The wrestling community wants Diakomihalis to get his shot at qualifying 65 kilograms and I think he should get it, but he'll have to maneuver a path toward that opportunity.

Cornell is going to be really, really good. It can challenge Iowa for the team title and is definitely a top four team. Diakomihalis can wrestle at 141 pounds or bump to 149 and be the immediate favorite to win his third NCAA title.

He'll have to take a Spencer Lee approach and balance the collegiate schedule with the freestyle schedule to attempt to give Team USA the final of six weights for the now-2021 Olympics.

So since we covered freestyle, let's transition to folkstyle.

Iowa will be great once again. It'll have holes at 149 and 174, but has viable fill-ins with Missouri transfer Jaydin Eierman and Nelson Brands. The Hawkeyes will be the favorite once again.

Michigan is going to heavily challenge its Big 10 foe. The majority of the Wolverines starters are back, led by heavyweight Mason Parris.

We've already discussed how good Cornell will be, so will Oklahoma State, North Carolina State, Virginia Tech, North Carolina, Nebraska, Iowa State, the list goes on and on.

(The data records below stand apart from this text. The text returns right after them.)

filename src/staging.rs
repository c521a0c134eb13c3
//! Stage-then-publish helpers
//!
//! Content is written next to its canonical path under a hidden, unique
//! name and only renamed into place once complete. A canonical path that
//! exists is therefore always complete, which keeps "path exists" a sound
//! cache-hit test across crashes and concurrent invocations.

use crate::error::{HubError, HubResult};
use std::ffi::OsString;
use std::path::{Path, PathBuf};
use tokio::fs;
use tracing::{debug, warn};

/// `<dir>/.<name>.<tag>-<uuid>` next to `target`
pub fn staging_sibling(target: &Path, tag: &str) -> PathBuf {
    let mut name = OsString::from(".");
    name.push(target.file_name().unwrap_or_default());
    name.push(format!(".{}-{}", tag, uuid::Uuid::new_v4().simple()));
    target.with_file_name(name)
}

/// Whether a directory entry name belongs to an in-flight staging path
pub fn is_staging_name(name: &str) -> bool {
    name.starts_with('.')
        && [".partial-", ".part-", ".clone-"]
            .iter()
            .any(|tag| name.contains(tag))
}

/// Whether a path exists, surfacing permission errors instead of hiding them
pub async fn exists(path: &Path) -> HubResult<bool> {
    fs::try_exists(path)
        .await
        .map_err(|e| HubError::io(format!("checking {}", path.display()), e))
}

/// Create every missing parent of `path`
pub async fn ensure_parent(path: &Path) -> HubResult<()> {
    if let Some(parent) = path.parent() {
        fs::create_dir_all(parent)
            .await
            .map_err(|e| HubError::io(format!("creating directory {}", parent.display()), e))?;
    }
    Ok(())
}

/// Rename a fully written staging directory onto its canonical path.
///
/// Returns `false` when another writer published the target first; the
/// staging copy is discarded in that case.
pub async fn publish_dir(staging: &Path, target: &Path) -> HubResult<bool> {
    match fs::rename(staging, target).await {
        Ok(()) => {
            debug!("Published {}", target.display());
            Ok(true)
        }
        Err(e) => {
            let published = exists(target).await?;
            discard_dir(staging).await;
            if published {
                debug!(
                    "{} already published ({}), discarded {}",
                    target.display(),
                    e,
                    staging.display()
                );
                return Ok(false);
            }
            Err(HubError::io(
                format!("publishing {} to {}", staging.display(), target.display()),
                e,
            ))
        }
    }
}

/// Best-effort removal of a staging directory
pub async fn discard_dir(path: &Path) {
    if let Err(e) = fs::remove_dir_all(path).await {
        if e.kind() != std::io::ErrorKind::NotFound {
            warn!("Failed to remove staging directory {}: {}", path.display(), e);
        }
    }
}

/// Best-effort removal of a staging file
pub async fn discard_file(path: &Path) {
    if let Err(e) = fs::remove_file(path).await {
        if e.kind() != std::io::ErrorKind::NotFound {
            warn!("Failed to remove staging file {}: {}", path.display(), e);
        }
    }
}
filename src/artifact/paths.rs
//! Canonical path derivation for the local cache root
//!
//! Layout: `<root>/<category dir>/<application>/<name>/<filename>`.
//! Archive payloads resolve to the file path with its extension stripped.
//! Nothing in here touches the filesystem.

use crate::artifact::descriptor::Category;
use crate::error::{HubError, HubResult};
use std::path::{Path, PathBuf};

/// The one archive extension the cache knows how to expand
pub const ARCHIVE_EXTENSION: &str = "zip";

/// Maps artifact coordinates onto the cache root
#[derive(Debug, Clone, PartialEq, Eq)]
pub struct PathResolver {
    root: PathBuf,
}

impl PathResolver {
    pub fn new(root: impl Into<PathBuf>) -> Self {
        Self { root: root.into() }
    }

    /// The cache root
    pub fn root(&self) -> &Path {
        &self.root
    }

    /// `<root>/<category>`
    pub fn category_dir(&self, category: Category) -> PathBuf {
        self.root.join(category.dir_name())
    }

    /// `<root>/<category>/<application>/<name>`
    pub fn artifact_dir(&self, category: Category, application: &str, name: &str) -> PathBuf {
        self.category_dir(category).join(application).join(name)
    }

    /// `<root>/<category>/<application>/<name>/<filename>`
    pub fn resolve(
        &self,
        category: Category,
        application: &str,
        name: &str,
        filename: &str,
    ) -> PathBuf {
        self.artifact_dir(category, application, name).join(filename)
    }
}

/// Directory an archive expands into: the archive path minus its last extension.
///
/// `foo.zip` -> `foo`, `foo.tar.zip` -> `foo.tar`.
pub fn archive_target_dir(archive: &Path) -> PathBuf {
    archive.with_extension("")
}

/// Whether the path carries the supported archive extension
pub fn is_archive(path: &Path) -> bool {
    path.extension()
        .and_then(|ext| ext.to_str())
        .is_some_and(|ext| ext.eq_ignore_ascii_case(ARCHIVE_EXTENSION))
}

/// Fail with `UnsupportedFormat` unless the path is a supported archive
pub fn require_archive(path: &Path) -> HubResult<()> {
    if is_archive(path) {
        return Ok(());
    }
    let extension = path
        .extension()
        .map(|ext| format!(".{}", ext.to_string_lossy()))
        .unwrap_or_else(|| "no extension".to_string());
    Err(HubError::UnsupportedFormat {
        path: path.to_path_buf(),
        extension,
    })
}

/// Last path segment of a URL with query string and fragment removed
pub fn filename_from_url(url: &str) -> HubResult<String> {
    let without_fragment = url.split('#').next().unwrap_or_default();
    let without_query = without_fragment.split('?').next().unwrap_or_default();
    // Host part of a scheme URL never names the file
    let path = match without_query.split_once("://") {
        Some((_, rest)) => rest.split_once('/').map(|(_, p)| p).unwrap_or_default(),
        None => without_query,
    };
    let name = path
        .trim_end_matches('/')
        .rsplit('/')
        .next()
        .unwrap_or_default()
        .trim();

    if name.is_empty() || name == "." || name == ".." {
        return Err(HubError::InvalidUrl(url.to_string()));
    }
    Ok(name.to_string())
}
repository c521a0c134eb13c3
//! Terminal output for the CLI
//!
//! Uses `cliclack` for prompts and spinners and `indicatif` for transfer
//! bars, with automatic fallback to plain output in CI/non-interactive
//! environments or when stdout carries JSON.

mod context;
mod progress;
mod prompts;
pub mod report;

pub use context::UiContext;
pub use progress::{TaskSpinner, TransferProgress};
pub use prompts::confirm;
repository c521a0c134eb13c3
//! Command-line interface

pub mod args;
pub mod commands;

pub use args::{Cli, Commands};
//! Completions command - print a shell completion script

use crate::cli::args::Cli;
use clap::CommandFactory;
use clap_complete::Shell;

/// Execute the completions command
pub fn execute(shell: Shell) {
    let mut command = Cli::command();
    let name = command.get_name().to_string();
    clap_complete::generate(shell, &mut command, name, &mut std::io::stdout());
}
//! Interactive prompts with CI/non-interactive fallback

use super::context::UiContext;
use crate::error::{HubError, HubResult};

/// Prompt for confirmation, returns default if non-interactive or auto-yes
pub async fn confirm(ctx: &UiContext, message: &str, default: bool) -> HubResult<bool> {
    if ctx.auto_yes() {
        return Ok(true);
    }

    if !ctx.is_interactive() {
        return Ok(default);
    }

    // cliclack blocks on stdin
    let message = message.to_string();
    let result = tokio::task::spawn_blocking(move || {
        cliclack::confirm(&message).initial_value(default).interact()
    })
    .await
    .map_err(|e| HubError::User(format!("Prompt task failed: {}", e)))?;

    result.map_err(|e| HubError::User(format!("Prompt failed: {}", e)))
}
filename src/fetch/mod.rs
//! Single-shot fetches of HTTP payloads and git trees
//!
//! The engine does no existence checks of its own for HTTP payloads: a
//! second `fetch` to the same destination downloads again and replaces
//! the file. Callers gate on the canonical path first. Git fetches are
//! the exception and skip entirely when the destination exists.
//!
//! Transports sit behind the `HttpSource` and `GitSource` traits so the
//! engine can be driven by ureq/git in production and by fakes in tests.

mod git;
mod http;

pub use git::GitCli;
pub use http::UreqHttp;
pub(crate) use http::build_agent;

use crate::error::{HubError, HubResult};
use crate::staging;
use async_trait::async_trait;
use std::io::{ErrorKind, Read, Write};
use std::path::{Path, PathBuf};
use std::sync::Arc;
use tokio::fs;
use tracing::{debug, info};

const CHUNK_SIZE: usize = 32 * 1024;

/// Observer for long-running transfers. Every method is optional.
pub trait Progress: Send + Sync {
    /// A transfer started; `total` is the byte length when known
    fn start(&self, _label: &str, _total: Option<u64>) {}

    /// Cumulative bytes transferred so far
    fn advance(&self, _done: u64) {}

    /// Free-form status line (git progress output)
    fn message(&self, _line: &str) {}

    /// The transfer ended, successfully or not
    fn finish(&self) {}
}

/// Progress sink that ignores everything
#[derive(Debug, Clone, Copy, Default)]
pub struct Silent;

impl Progress for Silent {}

/// A response body ready to be streamed
pub struct ByteStream {
    pub reader: Box<dyn Read + Send>,
    /// Content length advertised by the server
    pub len: Option<u64>,
}

impl ByteStream {
    pub fn new(reader: impl Read + Send + 'static, len: Option<u64>) -> Self {
        Self {
            reader: Box::new(reader),
            len,
        }
    }
}

/// HTTP GET capability
#[async_trait]
pub trait HttpSource: Send + Sync {
    /// Open `url` for streaming. Non-success statuses are transport failures.
    async fn get(&self, url: &str) -> HubResult<ByteStream>;
}

/// Git clone capability
#[async_trait]
pub trait GitSource: Send + Sync {
    /// Clone `url` into `dest`, which must not exist yet
    async fn clone_repo(&self, url: &str, dest: &Path, progress: &dyn Progress) -> HubResult<()>;
}

/// Fetches payloads and repositories to caller-chosen paths
#[derive(Clone)]
pub struct FetchEngine {
    http: Arc<dyn HttpSource>,
    git: Arc<dyn GitSource>,
    progress: Arc<dyn Progress>,
}

impl FetchEngine {
    /// Create an engine with silent progress
    pub fn new(http: Arc<dyn HttpSource>, git: Arc<dyn GitSource>) -> Self {
        Self {
            http,
            git,
            progress: Arc::new(Silent),
        }
    }

    /// Report transfers to `progress`
    pub fn with_progress(mut self, progress: Arc<dyn Progress>) -> Self {
        self.progress = progress;
        self
    }

    /// Download `url` to `dest`, creating parent directories.
    ///
    /// The body is streamed into a hidden sibling file and renamed over
    /// `dest` once complete, so an interrupted download never leaves a file
    /// at `dest`.
    /// Returns the number of bytes written.
    pub async fn fetch(&self, url: &str, dest: &Path) -> HubResult<u64> {
        staging::ensure_parent(dest).await?;

        info!("Downloading {} -> {}", url, dest.display());
        let body = self.http.get(url).await?;

        let label = dest
            .file_name()
            .map(|n| n.to_string_lossy().into_owned())
            .unwrap_or_else(|| url.to_string());
        self.progress.start(&label, body.len);

        let part = staging::staging_sibling(dest, "part");
        let result = stream_to_file(body, part.clone(), url.to_string(), self.progress.clone()).await;
        self.progress.finish();

        let bytes = match result {
            Ok(bytes) => bytes,
            Err(e) => {
                staging::discard_file(&part).await;
                return Err(e);
            }
        };

        if let Err(e) = fs::rename(&part, dest).await {
            staging::discard_file(&part).await;
            return Err(HubError::io(
                format!("moving download into place at {}", dest.display()),
                e,
            ));
        }

        debug!("Downloaded {} bytes to {}", bytes, dest.display());
        Ok(bytes)
    }

    /// Clone `url` into `dest` unless `dest` already exists.
    ///
    /// Returns `true` when a clone was performed. The clone lands in a
    /// staging directory first and is renamed into place on success.
    pub async fn fetch_repo(&self, url: &str, dest: &Path) -> HubResult<bool> {
        if staging::exists(dest).await? {
            debug!("Repository already present at {}", dest.display());
            return Ok(false);
        }

        staging::ensure_parent(dest).await?;
        let staging_dir = staging::staging_sibling(dest, "clone");

        info!("git clone {} -> {}", url, dest.display());
        self.progress.start(url, None);
        let result = self
            .git
            .clone_repo(url, &staging_dir, self.progress.as_ref())
            .await;
        self.progress.finish();

        if let Err(e) = result {
            staging::discard_dir(&staging_dir).await;
            return Err(e);
        }

        staging::publish_dir(&staging_dir, dest).await
    }
}

/// Copy the body into `part` chunk by chunk on the blocking pool
async fn stream_to_file(
    body: ByteStream,
    part: PathBuf,
    url: String,
    progress: Arc<dyn Progress>,
) -> HubResult<u64> {
    tokio::task::spawn_blocking(move || {
        let ByteStream { mut reader, len } = body;
        let mut file = std::fs::File::create(&part)
            .map_err(|e| HubError::io(format!("creating {}", part.display()), e))?;

        let mut buffer = vec![0u8; CHUNK_SIZE];
        let mut done = 0u64;
        loop {
            let read = match reader.read(&mut buffer) {
                Ok(0) => break,
                Ok(n) => n,
                Err(e) if e.kind() == ErrorKind::Interrupted => continue,
                Err(e) => return Err(HubError::transport(&url, e)),
            };
            file.write_all(&buffer[..read])
                .map_err(|e| HubError::io(format!("writing {}", part.display()), e))?;
            done += read as u64;
            progress.advance(done);
        }

        if let Some(expected) = len {
            if done != expected {
                return Err(HubError::transport(
                    &url,
                    format!("body truncated: expected {} bytes, got {}", expected, done),
                ));
            }
        }

        file.sync_all()
            .map_err(|e| HubError::io(format!("flushing {}", part.display()), e))?;
        Ok(done)
    })
    .await
    .map_err(|e| HubError::Internal(format!("download task failed: {}", e)))?
}
//! Push command - mirror a local directory to the remote archive

use crate::cli::args::{PushArgs, ReportFormat};
use crate::config::Config;
use crate::error::HubResult;
use crate::ui::{report, TaskSpinner, UiContext};

/// Execute the push command
pub async fn execute(args: PushArgs, config: &Config) -> HubResult<()> {
    let sync = super::remote_sync(config)?;
    let json = args.format == ReportFormat::Json;
    let ctx = UiContext::detect().plain_if(json);

    let mut spinner = TaskSpinner::new(&ctx);
    if !json {
        spinner.start(&format!(
            "Uploading {} to {}...",
            args.local_dir.display(),
            args.remote_dir
        ));
    }

    let summary = match sync
        .push(&args.local_dir, &args.remote_dir, args.remove_source)
        .await
    {
        Ok(summary) => summary,
        Err(e) => {
            if !json {
                spinner.stop_error("Upload failed");
            }
            return Err(e);
        }
    };

    if json {
        println!("{}", serde_json::to_string_pretty(&summary)?);
        return Ok(());
    }

    spinner.stop(&format!("Uploaded {} file(s)", summary.uploaded.len()));
    report::pushed(&ctx, &summary, &args.local_dir);

    Ok(())
}
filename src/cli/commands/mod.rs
//! CLI command implementations

pub mod completions;
pub mod config;
pub mod evict;
pub mod fetch;
pub mod list;
pub mod push;
pub mod registry;
pub mod remote;

pub use completions::execute as completions;
pub use config::execute as config;
pub use evict::execute as evict;
pub use fetch::execute as fetch;
pub use list::execute as list;
pub use push::execute as push;
pub use registry::execute as registry;
pub use remote::execute as remote_rm;

use crate::artifact::ArtifactCache;
use crate::config::Config;
use crate::error::{HubError, HubResult};
use crate::fetch::{FetchEngine, GitCli, Progress, UreqHttp};
use crate::remote::{HttpRemote, RemoteSync};
use std::sync::Arc;

/// Cache wired to the real transports
pub(crate) fn artifact_cache(config: &Config, progress: Arc<dyn Progress>) -> ArtifactCache {
    let http = UreqHttp::new(config.remote.connect_timeout());
    let fetcher =
        FetchEngine::new(Arc::new(http), Arc::new(GitCli::new())).with_progress(progress);
    ArtifactCache::new(config.storage.root(), config.artifacts.clone(), fetcher)
}

/// Remote sync against the configured archive
pub(crate) fn remote_sync(config: &Config) -> HubResult<RemoteSync> {
    let base_url = config
        .remote
        .base_url
        .as_deref()
        .filter(|url| !url.trim().is_empty())
        .ok_or(HubError::RemoteNotConfigured)?;
    let store = HttpRemote::new(base_url, config.remote.connect_timeout());
    Ok(RemoteSync::new(Arc::new(store)))
}
//! Registry command - show configured artifacts

use crate::artifact::Category;
use crate::cli::args::{OutputFormat, RegistryArgs};
use crate::config::Config;
use crate::error::HubResult;
use crate::ui::{report, UiContext};
use console::style;

/// Execute the registry command
pub async fn execute(args: RegistryArgs, config: &Config) -> HubResult<()> {
    let registry = &config.artifacts;

    if registry.is_empty() {
        match args.format {
            OutputFormat::Json => println!("{{}}"),
            OutputFormat::Plain => {}
            OutputFormat::Table => {
                let ctx = UiContext::detect();
                report::notice(
                    &ctx,
                    "No artifacts configured",
                    Some("Add [artifacts.<name>] tables to the config or pass --registry FILE"),
                );
            }
        }
        return Ok(());
    }

    match args.format {
        OutputFormat::Json => println!("{}", serde_json::to_string_pretty(registry)?),
        OutputFormat::Plain => {
            for (name, _) in registry.iter() {
                println!("{}", name);
            }
        }
        OutputFormat::Table => {
            println!(
                "{:<24} {:<16} {:<8} {:<8}",
                style("NAME").bold(),
                style("APPLICATION").bold(),
                style("DATASET").bold(),
                style("REPO").bold()
            );
            println!("{}", "-".repeat(58));
            for (name, descriptor) in registry.iter() {
                let mark = |category| {
                    if descriptor.source(category).is_some() {
                        "yes"
                    } else {
                        "-"
                    }
                };
                println!(
                    "{:<24} {:<16} {:<8} {:<8}",
                    name,
                    descriptor.application,
                    mark(Category::Dataset),
                    mark(Category::Repo)
                );
            }
            println!();
            println!("{} artifact(s)", registry.len());
        }
    }

    Ok(())
}
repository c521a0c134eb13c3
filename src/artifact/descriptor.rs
//! Artifact descriptors, the registry that holds them, and per-call results

use crate::error::{HubError, HubResult};
use clap::ValueEnum;
use serde::{Deserialize, Serialize};
use std::collections::BTreeMap;
use std::fmt;
use std::path::{Path, PathBuf};

/// Kind of content an artifact can materialize locally
#[derive(
    Debug, Clone, Copy, PartialEq, Eq, PartialOrd, Ord, Hash, Serialize, Deserialize, ValueEnum,
)]
#[serde(rename_all = "lowercase")]
pub enum Category {
    /// Model weights (plain file or .zip archive)
    Model,
    /// Companion dataset (.zip archive only)
    Dataset,
    /// Source repository (git tree)
    Repo,
}

impl Category {
    /// Subtree of the cache root holding this category
    pub fn dir_name(&self) -> &'static str {
        match self {
            Self::Model => "models",
            Self::Dataset => "dataset",
            Self::Repo => "repos",
        }
    }

    /// All categories in materialization order
    pub fn all() -> &'static [Self] {
        &[Self::Model, Self::Dataset, Self::Repo]
    }
}

impl fmt::Display for Category {
    fn fmt(&self, f: &mut fmt::Formatter<'_>) -> fmt::Result {
        let name = match self {
            Self::Model => "model",
            Self::Dataset => "dataset",
            Self::Repo => "repo",
        };
        write!(f, "{}", name)
    }
}

/// Registry entry describing where an artifact's content comes from
#[derive(Debug, Clone, PartialEq, Eq, Serialize, Deserialize)]
pub struct ArtifactDescriptor {
    /// Namespace grouping related artifacts
    pub application: String,

    /// Primary payload (model weights)
    pub url: String,

    /// Companion dataset archive
    #[serde(default, skip_serializing_if = "Option::is_none")]
    pub dataset: Option<String>,

    /// Git repository with the model's code
    #[serde(default, skip_serializing_if = "Option::is_none")]
    pub repo: Option<String>,
}

impl ArtifactDescriptor {
    /// Source URL for a category, if the descriptor declares one
    pub fn source(&self, category: Category) -> Option<&str> {
        match category {
            Category::Model => Some(self.url.as_str()),
            Category::Dataset => self.dataset.as_deref(),
            Category::Repo => self.repo.as_deref(),
        }
    }
}

/// Immutable name -> descriptor mapping
///
/// Iteration order is lexicographic by artifact name.
#[derive(Debug, Clone, Default, PartialEq, Eq, Serialize, Deserialize)]
#[serde(transparent)]
pub struct Registry {
    artifacts: BTreeMap<String, ArtifactDescriptor>,
}

impl Registry {
    /// Build a registry from a mapping
    pub fn new(artifacts: BTreeMap<String, ArtifactDescriptor>) -> Self {
        Self { artifacts }
    }

    /// Look up an artifact by name
    pub fn get(&self, name: &str) -> HubResult<&ArtifactDescriptor> {
        self.artifacts
            .get(name)
            .ok_or_else(|| HubError::ArtifactNotFound(name.to_string()))
    }

    /// Iterate artifacts in registry order
    pub fn iter(&self) -> impl Iterator<Item = (&str, &ArtifactDescriptor)> {
        self.artifacts.iter().map(|(k, v)| (k.as_str(), v))
    }

    pub fn len(&self) -> usize {
        self.artifacts.len()
    }

    pub fn is_empty(&self) -> bool {
        self.artifacts.is_empty()
    }

    /// Return a registry where entries from `other` replace same-named ones
    pub fn merged(mut self, other: Registry) -> Self {
        self.artifacts.extend(other.artifacts);
        self
    }
}

impl FromIterator<(String, ArtifactDescriptor)> for Registry {
    fn from_iter<I: IntoIterator<Item = (String, ArtifactDescriptor)>>(iter: I) -> Self {
        Self {
            artifacts: iter.into_iter().collect(),
        }
    }
}

/// Outcome of a successful materialize call
#[derive(Debug, Clone, PartialEq, Eq, Serialize)]
pub struct Materialized {
    pub name: String,
    pub category: Category,
    /// Canonical local path (the expanded directory for archives)
    pub path: PathBuf,
    /// Whether content was already present and no fetch happened
    pub cached: bool,
}

impl Materialized {
    /// Directory downstream consumers should put on their module search path.
    ///
    /// Only repositories contribute code to the search path.
    pub fn search_path(&self) -> Option<&Path> {
        match self.category {
            Category::Repo => Some(&self.path),
            _ => None,
        }
    }
}

/// Category -> canonical path, filled only from confirmed materializations
#[derive(Debug, Clone, Default, PartialEq, Eq, Serialize)]
#[serde(transparent)]
pub struct ResolvedPaths {
    paths: BTreeMap<Category, PathBuf>,
}

impl ResolvedPaths {
    pub fn new() -> Self {
        Self::default()
    }

    /// Record a materialization result
    pub fn record(&mut self, materialized: &Materialized) {
        self.paths
            .insert(materialized.category, materialized.path.clone());
    }

    pub fn get(&self, category: Category) -> Option<&Path> {
        self.paths.get(&category).map(PathBuf::as_path)
    }

    pub fn iter(&self) -> impl Iterator<Item = (Category, &Path)> {
        self.paths.iter().map(|(c, p)| (*c, p.as_path()))
    }

    pub fn is_empty(&self) -> bool {
        self.paths.is_empty()
    }
}
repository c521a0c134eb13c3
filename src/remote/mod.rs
//! Mirroring local directories to the remote archive
//!
//! Everything composes from three primitives on `RemoteStore`: create a
//! directory, put a file, delete a path. The remote has no implicit parent
//! creation, so `push` creates every prefix of the target directory, root
//! first, before the first upload. Those calls are issued unconditionally;
//! tolerating an existing directory is the backend's job.

mod http;

pub use http::HttpRemote;

use crate::error::{HubError, HubResult};
use async_trait::async_trait;
use serde::Serialize;
use std::path::Path;
use std::sync::Arc;
use tokio::fs;
use tracing::{debug, info, warn};

/// Directory-oriented remote storage
#[async_trait]
pub trait RemoteStore: Send + Sync {
    /// Create one directory; its parent must already exist
    async fn mkdir(&self, path: &str) -> HubResult<()>;

    /// Upload a local file to `path`
    async fn put_file(&self, path: &str, local: &Path) -> HubResult<()>;

    /// Delete `path`
    async fn delete(&self, path: &str) -> HubResult<()>;
}

/// What a push did, in call order
#[derive(Debug, Clone, Default, PartialEq, Eq, Serialize)]
pub struct PushSummary {
    pub directories: Vec<String>,
    pub uploaded: Vec<String>,
    pub removed_source: bool,
}

/// Pushes local directories to, and deletes paths from, a remote store
#[derive(Clone)]
pub struct RemoteSync {
    store: Arc<dyn RemoteStore>,
}

impl RemoteSync {
    pub fn new(store: Arc<dyn RemoteStore>) -> Self {
        Self { store }
    }

    /// Upload the direct child files of `local_dir` into `remote_dir`.
    ///
    /// Subdirectories are skipped. With `remove_source`, `local_dir` is
    /// deleted only after every upload succeeded; any failure returns early
    /// and leaves it untouched.
    pub async fn push(
        &self,
        local_dir: &Path,
        remote_dir: &str,
        remove_source: bool,
    ) -> HubResult<PushSummary> {
        let files = list_files(local_dir).await?;
        let mut summary = PushSummary::default();

        for prefix in remote_prefixes(remote_dir) {
            debug!("MKCOL {}", prefix);
            self.store.mkdir(&prefix).await?;
            summary.directories.push(prefix);
        }

        let base = normalize(remote_dir);
        for (filename, local) in files {
            let remote = if base.is_empty() {
                filename
            } else {
                format!("{}/{}", base, filename)
            };
            info!("Uploading {} -> {}", local.display(), remote);
            self.store.put_file(&remote, &local).await?;
            summary.uploaded.push(remote);
        }

        if remove_source {
            fs::remove_dir_all(local_dir)
                .await
                .map_err(|e| HubError::io(format!("removing {}", local_dir.display()), e))?;
            info!("Removed source directory {}", local_dir.display());
            summary.removed_source = true;
        }

        Ok(summary)
    }

    /// Delete a remote path with a single call.
    ///
    /// A path that normalizes to the archive root is refused.
    pub async fn remove(&self, remote_path: &str) -> HubResult<()> {
        let path = normalize(remote_path);
        if path.is_empty() {
            return Err(HubError::User(format!(
                "Refusing to delete the remote archive root ({:?})",
                remote_path
            )));
        }
        info!("Deleting remote {}", path);
        self.store.delete(&path).await
    }
}

/// Collapse `./`, empty segments and leading/trailing slashes
pub fn normalize(remote: &str) -> String {
    remote
        .split('/')
        .filter(|s| !s.is_empty() && *s != ".")
        .collect::<Vec<_>>()
        .join("/")
}

/// Every prefix of the remote path, root to leaf: `a/b` -> `a`, `a/b`
pub fn remote_prefixes(remote: &str) -> Vec<String> {
    let mut prefixes: Vec<String> = Vec::new();
    for segment in remote.split('/').filter(|s| !s.is_empty() && *s != ".") {
        let next = match prefixes.last() {
            Some(parent) => format!("{}/{}", parent, segment),
            None => segment.to_string(),
        };
        prefixes.push(next);
    }
    prefixes
}

/// Direct child files of `dir` in listing order
async fn list_files(dir: &Path) -> HubResult<Vec<(String, std::path::PathBuf)>> {
    let metadata = fs::metadata(dir)
        .await
        .map_err(|_| HubError::PathNotFound(dir.to_path_buf()))?;
    if !metadata.is_dir() {
        return Err(HubError::PathNotFound(dir.to_path_buf()));
    }

    let mut files = Vec::new();
    let mut entries = fs::read_dir(dir)
        .await
        .map_err(|e| HubError::io(format!("listing {}", dir.display()), e))?;
    while let Some(entry) = entries
        .next_entry()
        .await
        .map_err(|e| HubError::io(format!("listing {}", dir.display()), e))?
    {
        let path = entry.path();
        // Follow symlinks so linked files are uploaded too
        let is_file = fs::metadata(&path)
            .await
            .map(|m| m.is_file())
            .unwrap_or(false);
        if !is_file {
            warn!("Skipping non-file entry {}", path.display());
            continue;
        }
        files.push((entry.file_name().to_string_lossy().into_owned(), path));
    }
    Ok(files)
}
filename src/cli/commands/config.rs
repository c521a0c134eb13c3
//! Config command - show or initialize configuration

use crate::cli::args::{ConfigAction, ConfigArgs};
use crate::config::{Config, ConfigManager};
use crate::error::HubResult;
use crate::ui::{report, UiContext};

/// Execute the config command
pub async fn execute(args: ConfigArgs, manager: &ConfigManager, config: &Config) -> HubResult<()> {
    match args.action {
        None | Some(ConfigAction::Show) => show_config(config)?,
        Some(ConfigAction::Path) => println!("{}", manager.path().display()),
        Some(ConfigAction::Init { force }) => init_config(manager, force).await?,
    }

    Ok(())
}

fn show_config(config: &Config) -> HubResult<()> {
    println!("{}", toml::to_string_pretty(config)?);
    Ok(())
}

async fn init_config(manager: &ConfigManager, force: bool) -> HubResult<()> {
    let ctx = UiContext::detect();
    let path = manager.path();

    if path.exists() && !force {
        report::notice(
            &ctx,
            &format!("Config already exists at {}", path.display()),
            Some("Use --force to overwrite"),
        );
        return Ok(());
    }

    manager.save(&Config::default()).await?;
    report::saved(&ctx, "Configuration initialized", path);

    Ok(())
}
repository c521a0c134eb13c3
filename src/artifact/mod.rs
//! Named artifacts and their local cache
//!
//! # Cache Layout
//!
//! | Category | Directory | Payload |
//! |----------|-----------|---------|
//! | model | `models/<app>/<name>/` | file, or `.zip` expanded to `<stem>/` |
//! | dataset | `dataset/<app>/<name>/` | `.zip` expanded to `<stem>/` |
//! | repo | `repos/<app>/<name>/` | git clone |
//!
//! The filesystem is the only record of what has been materialized.

pub mod cache;
pub mod descriptor;
pub mod paths;

pub use cache::ArtifactCache;
pub use descriptor::{ArtifactDescriptor, Category, Materialized, Registry, ResolvedPaths};
pub use paths::{archive_target_dir, PathResolver};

Bottom line is, the depth of the best teams will be on full display.

The Cyclones will have plenty of firepower to compete with the best, but health and lineup decisions will have to align just right for them to be competing for a trophy.

Right now, we're in store for one of the best seasons in a long time. It just would've been better if the qualified wrestlers received another year of eligibility.